■ DATA RECORDS
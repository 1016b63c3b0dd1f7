use super::model::Dataset;

// ---------------------------------------------------------------------------
// Complete-case filtering: which rows have a number in every named column
// ---------------------------------------------------------------------------

/// Return indices of rows holding a number in every one of `columns`.
///
/// A row fails when any named column is missing or text at that row. A
/// column name absent from the dataset fails every row. An empty `columns`
/// slice keeps every row.
pub fn complete_case_indices(dataset: &Dataset, columns: &[&str]) -> Vec<usize> {
    let cells: Option<Vec<_>> = columns.iter().map(|c| dataset.column(c)).collect();
    let Some(cells) = cells else {
        return Vec::new();
    };

    (0..dataset.len())
        .filter(|&row| cells.iter().all(|col| col[row].as_f64().is_some()))
        .collect()
}

/// Extract `(x, y)` pairs for the rows where both columns are numeric.
///
/// Order follows the dataset rows, so repeated calls see the same sequence.
pub fn complete_pairs(dataset: &Dataset, x: &str, y: &str) -> Vec<(f64, f64)> {
    let (Some(xs), Some(ys)) = (dataset.column(x), dataset.column(y)) else {
        return Vec::new();
    };

    xs.iter()
        .zip(ys.iter())
        .filter_map(|(xc, yc)| Some((xc.as_f64()?, yc.as_f64()?)))
        .collect()
}

#[cfg(test)]
mod tests {
    use super::*;
    use crate::data::model::CellValue;

    fn table() -> Dataset {
        let n = |v: f64| CellValue::Number(v);
        Dataset::from_columns(vec![
            ("x".into(), vec![n(1.0), CellValue::Missing, n(3.0), n(4.0)]),
            ("y1".into(), vec![n(2.0), n(4.0), CellValue::Missing, n(8.0)]),
            ("y2".into(), vec![n(1.0), n(1.0), n(1.0), CellValue::Text("x".into())]),
        ])
    }

    #[test]
    fn complete_cases_are_pairwise() {
        let ds = table();
        assert_eq!(complete_case_indices(&ds, &["x", "y1"]), vec![0, 3]);
        assert_eq!(complete_case_indices(&ds, &["x", "y2"]), vec![0, 2]);
        assert_eq!(complete_case_indices(&ds, &["x", "y1", "y2"]), vec![0]);
    }

    #[test]
    fn unknown_column_keeps_nothing() {
        let ds = table();
        assert!(complete_case_indices(&ds, &["x", "nope"]).is_empty());
        assert!(complete_pairs(&ds, "nope", "y1").is_empty());
    }

    #[test]
    fn pairs_follow_row_order() {
        let ds = table();
        assert_eq!(complete_pairs(&ds, "x", "y1"), vec![(1.0, 2.0), (4.0, 8.0)]);
    }
}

■ PROBLEM DETAILS
Where does the string "fails" appear in the records above? Return every line that holds it.

■ RESPONSE BOX
/// A row fails when any named column is missing or text at that row. A
/// column name absent from the dataset fails every row. An empty `columns`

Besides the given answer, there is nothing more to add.